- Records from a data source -
==============================

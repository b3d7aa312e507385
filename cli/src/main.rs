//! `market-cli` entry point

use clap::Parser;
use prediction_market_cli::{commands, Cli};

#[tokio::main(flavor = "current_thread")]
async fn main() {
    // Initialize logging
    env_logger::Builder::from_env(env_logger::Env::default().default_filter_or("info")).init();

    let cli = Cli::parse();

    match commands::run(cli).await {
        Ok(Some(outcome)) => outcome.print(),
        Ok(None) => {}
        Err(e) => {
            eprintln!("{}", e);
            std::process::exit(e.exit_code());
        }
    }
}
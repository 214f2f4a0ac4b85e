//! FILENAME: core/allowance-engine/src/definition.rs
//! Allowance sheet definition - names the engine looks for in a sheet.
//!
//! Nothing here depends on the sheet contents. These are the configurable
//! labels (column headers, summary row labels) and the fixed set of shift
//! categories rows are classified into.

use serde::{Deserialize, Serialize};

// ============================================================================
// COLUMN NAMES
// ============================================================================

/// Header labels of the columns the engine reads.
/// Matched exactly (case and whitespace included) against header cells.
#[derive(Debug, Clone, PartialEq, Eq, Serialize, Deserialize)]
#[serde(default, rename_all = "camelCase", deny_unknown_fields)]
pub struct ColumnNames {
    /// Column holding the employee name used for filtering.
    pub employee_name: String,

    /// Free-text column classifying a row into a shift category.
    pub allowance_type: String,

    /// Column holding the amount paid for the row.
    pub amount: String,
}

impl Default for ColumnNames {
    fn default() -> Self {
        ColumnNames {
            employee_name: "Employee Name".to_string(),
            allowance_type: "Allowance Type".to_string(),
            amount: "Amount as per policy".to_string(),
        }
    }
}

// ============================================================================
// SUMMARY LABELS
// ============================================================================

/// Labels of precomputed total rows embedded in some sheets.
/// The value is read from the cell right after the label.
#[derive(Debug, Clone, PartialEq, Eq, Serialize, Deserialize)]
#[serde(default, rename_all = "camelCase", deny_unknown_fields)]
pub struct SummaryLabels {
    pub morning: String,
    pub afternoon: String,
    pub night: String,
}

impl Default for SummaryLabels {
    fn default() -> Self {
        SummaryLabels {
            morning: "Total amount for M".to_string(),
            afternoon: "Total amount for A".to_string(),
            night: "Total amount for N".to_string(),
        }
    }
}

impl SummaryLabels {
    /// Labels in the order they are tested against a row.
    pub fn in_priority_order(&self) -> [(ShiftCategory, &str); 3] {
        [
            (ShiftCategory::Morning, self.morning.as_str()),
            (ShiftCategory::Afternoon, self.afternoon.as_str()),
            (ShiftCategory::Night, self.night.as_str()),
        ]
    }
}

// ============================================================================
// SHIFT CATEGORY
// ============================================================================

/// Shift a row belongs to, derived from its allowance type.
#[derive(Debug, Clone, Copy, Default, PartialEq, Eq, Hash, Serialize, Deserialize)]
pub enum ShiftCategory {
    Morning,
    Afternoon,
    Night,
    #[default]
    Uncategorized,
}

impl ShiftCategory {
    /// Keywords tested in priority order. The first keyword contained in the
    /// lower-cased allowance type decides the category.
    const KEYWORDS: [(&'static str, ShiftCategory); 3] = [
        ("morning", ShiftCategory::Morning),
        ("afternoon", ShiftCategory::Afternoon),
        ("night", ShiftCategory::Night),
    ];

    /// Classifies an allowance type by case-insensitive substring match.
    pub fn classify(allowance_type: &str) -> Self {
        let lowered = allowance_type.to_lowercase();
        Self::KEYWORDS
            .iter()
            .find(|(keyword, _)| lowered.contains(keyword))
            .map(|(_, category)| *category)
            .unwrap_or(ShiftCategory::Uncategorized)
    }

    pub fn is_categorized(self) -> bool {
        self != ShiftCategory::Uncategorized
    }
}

==============================

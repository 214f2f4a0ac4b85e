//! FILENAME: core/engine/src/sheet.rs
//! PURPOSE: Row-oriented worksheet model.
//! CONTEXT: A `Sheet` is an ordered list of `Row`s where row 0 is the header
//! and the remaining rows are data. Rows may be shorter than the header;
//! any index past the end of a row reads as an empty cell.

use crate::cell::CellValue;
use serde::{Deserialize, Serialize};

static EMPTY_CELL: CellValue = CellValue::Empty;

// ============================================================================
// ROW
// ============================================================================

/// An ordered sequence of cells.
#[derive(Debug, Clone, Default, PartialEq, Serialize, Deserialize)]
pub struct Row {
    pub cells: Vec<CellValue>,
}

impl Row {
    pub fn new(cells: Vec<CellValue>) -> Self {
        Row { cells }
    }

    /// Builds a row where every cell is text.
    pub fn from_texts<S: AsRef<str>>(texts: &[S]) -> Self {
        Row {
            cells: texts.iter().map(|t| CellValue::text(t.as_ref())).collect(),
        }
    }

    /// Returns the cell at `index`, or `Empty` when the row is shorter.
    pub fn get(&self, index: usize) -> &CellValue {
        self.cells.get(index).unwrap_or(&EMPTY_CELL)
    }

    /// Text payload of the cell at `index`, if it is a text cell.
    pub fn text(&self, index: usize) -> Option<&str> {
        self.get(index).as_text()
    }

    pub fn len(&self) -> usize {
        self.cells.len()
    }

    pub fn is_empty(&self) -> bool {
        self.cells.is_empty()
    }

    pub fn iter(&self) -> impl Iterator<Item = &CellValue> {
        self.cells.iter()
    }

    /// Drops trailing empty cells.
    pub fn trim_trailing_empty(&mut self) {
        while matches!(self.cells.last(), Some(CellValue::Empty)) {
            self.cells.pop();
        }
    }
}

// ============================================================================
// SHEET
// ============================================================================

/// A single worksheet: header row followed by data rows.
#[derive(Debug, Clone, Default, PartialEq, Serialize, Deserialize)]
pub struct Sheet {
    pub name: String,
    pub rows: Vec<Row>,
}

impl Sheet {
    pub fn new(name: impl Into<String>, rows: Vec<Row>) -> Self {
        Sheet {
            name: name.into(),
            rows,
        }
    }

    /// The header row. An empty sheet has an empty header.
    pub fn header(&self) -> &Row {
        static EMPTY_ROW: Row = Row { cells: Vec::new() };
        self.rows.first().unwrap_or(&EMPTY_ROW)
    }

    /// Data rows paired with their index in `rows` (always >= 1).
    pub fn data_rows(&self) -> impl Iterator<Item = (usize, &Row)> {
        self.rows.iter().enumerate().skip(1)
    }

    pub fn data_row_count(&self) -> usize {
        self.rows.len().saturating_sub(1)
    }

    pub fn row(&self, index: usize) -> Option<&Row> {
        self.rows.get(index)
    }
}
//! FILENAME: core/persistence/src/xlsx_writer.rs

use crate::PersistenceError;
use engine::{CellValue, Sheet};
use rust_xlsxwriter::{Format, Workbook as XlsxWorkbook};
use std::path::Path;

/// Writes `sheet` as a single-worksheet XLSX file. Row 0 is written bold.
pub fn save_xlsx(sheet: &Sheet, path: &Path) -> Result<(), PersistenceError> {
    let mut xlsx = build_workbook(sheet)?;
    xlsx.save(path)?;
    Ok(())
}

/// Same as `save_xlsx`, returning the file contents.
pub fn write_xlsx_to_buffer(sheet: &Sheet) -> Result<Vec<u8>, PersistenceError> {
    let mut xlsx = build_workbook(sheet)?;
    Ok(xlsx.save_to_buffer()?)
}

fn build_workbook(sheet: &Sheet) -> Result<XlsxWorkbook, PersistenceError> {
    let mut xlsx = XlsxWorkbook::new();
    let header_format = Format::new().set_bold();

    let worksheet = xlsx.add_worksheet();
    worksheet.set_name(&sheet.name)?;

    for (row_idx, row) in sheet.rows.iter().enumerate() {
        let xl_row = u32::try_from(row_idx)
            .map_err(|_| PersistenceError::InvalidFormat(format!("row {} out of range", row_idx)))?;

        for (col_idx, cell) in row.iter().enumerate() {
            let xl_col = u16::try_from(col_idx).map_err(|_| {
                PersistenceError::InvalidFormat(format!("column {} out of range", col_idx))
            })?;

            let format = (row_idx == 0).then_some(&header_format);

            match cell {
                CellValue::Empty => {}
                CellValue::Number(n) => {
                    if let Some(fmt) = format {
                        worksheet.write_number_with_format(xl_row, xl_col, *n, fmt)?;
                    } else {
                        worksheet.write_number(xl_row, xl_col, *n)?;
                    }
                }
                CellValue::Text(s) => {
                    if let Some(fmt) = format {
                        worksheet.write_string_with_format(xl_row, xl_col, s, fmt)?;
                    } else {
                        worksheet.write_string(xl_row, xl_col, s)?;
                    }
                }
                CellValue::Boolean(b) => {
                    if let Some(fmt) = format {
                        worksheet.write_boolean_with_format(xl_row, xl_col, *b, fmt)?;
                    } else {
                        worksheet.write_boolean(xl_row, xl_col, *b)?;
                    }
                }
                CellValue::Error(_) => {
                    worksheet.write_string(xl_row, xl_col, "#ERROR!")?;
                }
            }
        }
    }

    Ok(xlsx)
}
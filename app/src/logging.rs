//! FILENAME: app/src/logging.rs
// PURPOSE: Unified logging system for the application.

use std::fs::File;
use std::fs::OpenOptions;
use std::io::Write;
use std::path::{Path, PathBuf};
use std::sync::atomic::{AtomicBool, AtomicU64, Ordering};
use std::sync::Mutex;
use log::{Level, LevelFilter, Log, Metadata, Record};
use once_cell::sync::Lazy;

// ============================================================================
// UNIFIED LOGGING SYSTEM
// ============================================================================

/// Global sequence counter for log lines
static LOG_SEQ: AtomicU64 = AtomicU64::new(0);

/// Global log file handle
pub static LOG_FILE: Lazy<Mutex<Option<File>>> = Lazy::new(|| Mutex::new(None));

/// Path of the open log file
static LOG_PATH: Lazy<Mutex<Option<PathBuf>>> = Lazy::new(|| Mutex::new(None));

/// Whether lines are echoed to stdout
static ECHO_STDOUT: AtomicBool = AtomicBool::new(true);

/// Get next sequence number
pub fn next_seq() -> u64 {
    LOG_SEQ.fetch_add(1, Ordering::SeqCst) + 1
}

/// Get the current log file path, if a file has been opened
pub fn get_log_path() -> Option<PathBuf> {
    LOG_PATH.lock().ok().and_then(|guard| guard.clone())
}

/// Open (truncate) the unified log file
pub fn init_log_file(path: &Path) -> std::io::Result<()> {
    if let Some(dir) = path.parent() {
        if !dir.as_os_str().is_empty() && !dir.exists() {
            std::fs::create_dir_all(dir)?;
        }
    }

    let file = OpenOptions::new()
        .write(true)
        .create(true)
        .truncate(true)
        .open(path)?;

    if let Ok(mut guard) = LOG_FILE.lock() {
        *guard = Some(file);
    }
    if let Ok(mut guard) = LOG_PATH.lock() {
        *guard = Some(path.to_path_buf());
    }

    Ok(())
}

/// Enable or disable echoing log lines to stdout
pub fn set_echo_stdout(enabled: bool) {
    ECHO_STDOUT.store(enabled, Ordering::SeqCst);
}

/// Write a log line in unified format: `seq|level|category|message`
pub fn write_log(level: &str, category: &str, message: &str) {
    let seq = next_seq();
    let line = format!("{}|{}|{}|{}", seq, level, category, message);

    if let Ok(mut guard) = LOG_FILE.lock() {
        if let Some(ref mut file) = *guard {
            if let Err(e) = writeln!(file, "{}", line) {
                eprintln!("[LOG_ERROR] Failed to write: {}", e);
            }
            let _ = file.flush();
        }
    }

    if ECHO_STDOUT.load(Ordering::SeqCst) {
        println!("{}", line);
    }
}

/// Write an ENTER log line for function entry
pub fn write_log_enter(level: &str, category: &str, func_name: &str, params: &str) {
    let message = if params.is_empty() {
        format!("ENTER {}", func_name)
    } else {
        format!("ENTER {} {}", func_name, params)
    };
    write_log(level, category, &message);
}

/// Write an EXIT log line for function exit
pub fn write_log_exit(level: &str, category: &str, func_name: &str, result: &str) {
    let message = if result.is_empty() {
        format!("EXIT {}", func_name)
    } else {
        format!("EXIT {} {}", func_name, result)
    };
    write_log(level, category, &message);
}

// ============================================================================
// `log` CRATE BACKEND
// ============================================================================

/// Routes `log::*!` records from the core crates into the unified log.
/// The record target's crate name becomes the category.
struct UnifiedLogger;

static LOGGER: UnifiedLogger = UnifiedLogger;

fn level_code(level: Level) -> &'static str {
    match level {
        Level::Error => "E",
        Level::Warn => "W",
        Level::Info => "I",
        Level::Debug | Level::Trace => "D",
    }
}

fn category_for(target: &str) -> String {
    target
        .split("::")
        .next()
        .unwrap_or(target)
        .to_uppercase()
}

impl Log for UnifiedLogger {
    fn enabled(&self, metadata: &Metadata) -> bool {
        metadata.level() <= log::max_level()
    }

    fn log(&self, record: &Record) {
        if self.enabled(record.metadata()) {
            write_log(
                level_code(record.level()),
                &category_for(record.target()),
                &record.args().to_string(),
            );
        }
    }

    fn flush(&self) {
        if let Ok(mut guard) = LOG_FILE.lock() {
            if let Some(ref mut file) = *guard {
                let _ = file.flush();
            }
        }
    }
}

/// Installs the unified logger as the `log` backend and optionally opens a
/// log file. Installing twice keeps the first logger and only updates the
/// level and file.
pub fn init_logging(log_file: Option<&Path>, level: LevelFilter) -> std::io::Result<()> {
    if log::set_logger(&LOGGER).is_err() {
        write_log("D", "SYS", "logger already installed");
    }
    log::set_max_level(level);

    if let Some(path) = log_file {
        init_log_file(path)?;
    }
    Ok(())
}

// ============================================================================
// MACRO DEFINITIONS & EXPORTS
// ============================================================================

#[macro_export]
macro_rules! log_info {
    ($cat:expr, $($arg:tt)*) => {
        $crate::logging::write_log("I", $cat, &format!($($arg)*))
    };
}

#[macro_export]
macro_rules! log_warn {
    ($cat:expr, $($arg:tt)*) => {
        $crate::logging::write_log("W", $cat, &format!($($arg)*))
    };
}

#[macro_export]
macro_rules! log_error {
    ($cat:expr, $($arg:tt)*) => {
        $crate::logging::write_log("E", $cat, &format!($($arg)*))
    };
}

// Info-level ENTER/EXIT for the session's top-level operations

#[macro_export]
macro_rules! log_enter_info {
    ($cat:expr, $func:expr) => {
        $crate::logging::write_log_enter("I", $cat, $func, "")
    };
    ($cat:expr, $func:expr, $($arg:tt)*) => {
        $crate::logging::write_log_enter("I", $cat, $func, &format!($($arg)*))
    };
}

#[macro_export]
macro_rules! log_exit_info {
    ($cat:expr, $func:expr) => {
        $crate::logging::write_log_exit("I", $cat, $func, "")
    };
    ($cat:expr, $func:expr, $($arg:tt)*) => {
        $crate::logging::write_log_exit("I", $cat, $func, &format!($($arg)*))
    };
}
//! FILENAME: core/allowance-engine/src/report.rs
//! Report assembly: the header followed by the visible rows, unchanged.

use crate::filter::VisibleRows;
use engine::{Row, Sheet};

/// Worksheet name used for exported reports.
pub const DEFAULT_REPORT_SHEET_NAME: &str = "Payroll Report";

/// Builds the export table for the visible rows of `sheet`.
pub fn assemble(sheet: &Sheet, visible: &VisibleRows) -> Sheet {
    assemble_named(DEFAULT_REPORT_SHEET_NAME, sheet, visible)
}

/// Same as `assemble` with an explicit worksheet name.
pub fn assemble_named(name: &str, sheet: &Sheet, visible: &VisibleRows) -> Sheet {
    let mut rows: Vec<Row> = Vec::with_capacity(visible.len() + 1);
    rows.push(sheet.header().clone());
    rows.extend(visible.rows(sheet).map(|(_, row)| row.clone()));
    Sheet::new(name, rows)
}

==============================

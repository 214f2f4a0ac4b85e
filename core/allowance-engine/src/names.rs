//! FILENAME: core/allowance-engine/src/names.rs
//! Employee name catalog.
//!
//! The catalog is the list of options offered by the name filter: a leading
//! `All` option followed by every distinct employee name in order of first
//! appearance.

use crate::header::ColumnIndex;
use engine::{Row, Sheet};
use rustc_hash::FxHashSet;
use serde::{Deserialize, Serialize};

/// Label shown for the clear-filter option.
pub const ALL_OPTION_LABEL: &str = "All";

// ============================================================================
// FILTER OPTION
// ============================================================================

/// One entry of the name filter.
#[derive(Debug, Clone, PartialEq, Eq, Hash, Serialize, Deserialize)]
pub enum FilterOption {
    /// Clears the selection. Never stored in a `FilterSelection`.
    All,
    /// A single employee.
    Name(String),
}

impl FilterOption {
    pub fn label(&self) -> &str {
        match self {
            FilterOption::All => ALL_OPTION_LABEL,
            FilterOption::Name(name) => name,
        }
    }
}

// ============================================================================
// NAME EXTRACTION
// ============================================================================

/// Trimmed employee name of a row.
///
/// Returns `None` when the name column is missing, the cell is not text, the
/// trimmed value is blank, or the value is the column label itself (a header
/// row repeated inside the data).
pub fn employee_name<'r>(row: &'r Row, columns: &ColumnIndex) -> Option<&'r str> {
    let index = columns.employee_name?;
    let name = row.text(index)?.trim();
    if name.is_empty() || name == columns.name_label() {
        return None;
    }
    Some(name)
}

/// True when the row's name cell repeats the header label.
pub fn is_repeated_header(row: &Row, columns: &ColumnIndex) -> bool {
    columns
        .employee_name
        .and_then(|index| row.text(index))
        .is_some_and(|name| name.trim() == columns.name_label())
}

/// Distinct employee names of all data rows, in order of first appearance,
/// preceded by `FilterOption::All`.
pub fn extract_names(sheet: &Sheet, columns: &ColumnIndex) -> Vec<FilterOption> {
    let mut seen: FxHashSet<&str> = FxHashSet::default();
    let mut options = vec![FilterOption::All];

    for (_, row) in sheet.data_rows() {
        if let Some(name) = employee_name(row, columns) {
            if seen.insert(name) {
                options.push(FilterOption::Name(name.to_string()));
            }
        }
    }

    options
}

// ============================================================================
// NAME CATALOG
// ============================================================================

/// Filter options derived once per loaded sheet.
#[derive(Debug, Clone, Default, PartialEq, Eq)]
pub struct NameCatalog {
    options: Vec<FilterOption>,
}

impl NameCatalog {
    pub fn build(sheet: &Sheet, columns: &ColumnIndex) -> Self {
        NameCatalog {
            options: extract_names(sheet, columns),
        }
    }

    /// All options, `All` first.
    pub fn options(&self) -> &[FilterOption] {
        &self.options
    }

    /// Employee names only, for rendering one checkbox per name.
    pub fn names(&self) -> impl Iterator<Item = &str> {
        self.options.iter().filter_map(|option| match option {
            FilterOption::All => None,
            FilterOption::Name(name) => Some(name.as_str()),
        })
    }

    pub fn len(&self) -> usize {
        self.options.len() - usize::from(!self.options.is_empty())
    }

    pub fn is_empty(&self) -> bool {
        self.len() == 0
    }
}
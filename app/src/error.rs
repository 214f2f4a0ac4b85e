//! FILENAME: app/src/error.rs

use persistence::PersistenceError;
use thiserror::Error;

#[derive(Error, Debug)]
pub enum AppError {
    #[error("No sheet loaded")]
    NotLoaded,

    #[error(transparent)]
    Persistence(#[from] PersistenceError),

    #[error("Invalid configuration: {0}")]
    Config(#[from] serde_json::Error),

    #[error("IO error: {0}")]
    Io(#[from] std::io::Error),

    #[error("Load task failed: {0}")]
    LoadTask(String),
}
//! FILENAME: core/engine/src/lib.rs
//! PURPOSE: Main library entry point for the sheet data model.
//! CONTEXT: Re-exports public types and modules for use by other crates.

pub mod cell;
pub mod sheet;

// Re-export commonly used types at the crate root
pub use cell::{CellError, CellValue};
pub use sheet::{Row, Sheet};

==============================

- ASSIGNMENT -
The answer should be all lines from the entries above that hold the word "truncate".

- ANSWER AREA -
/// Open (truncate) the unified log file
        .truncate(true)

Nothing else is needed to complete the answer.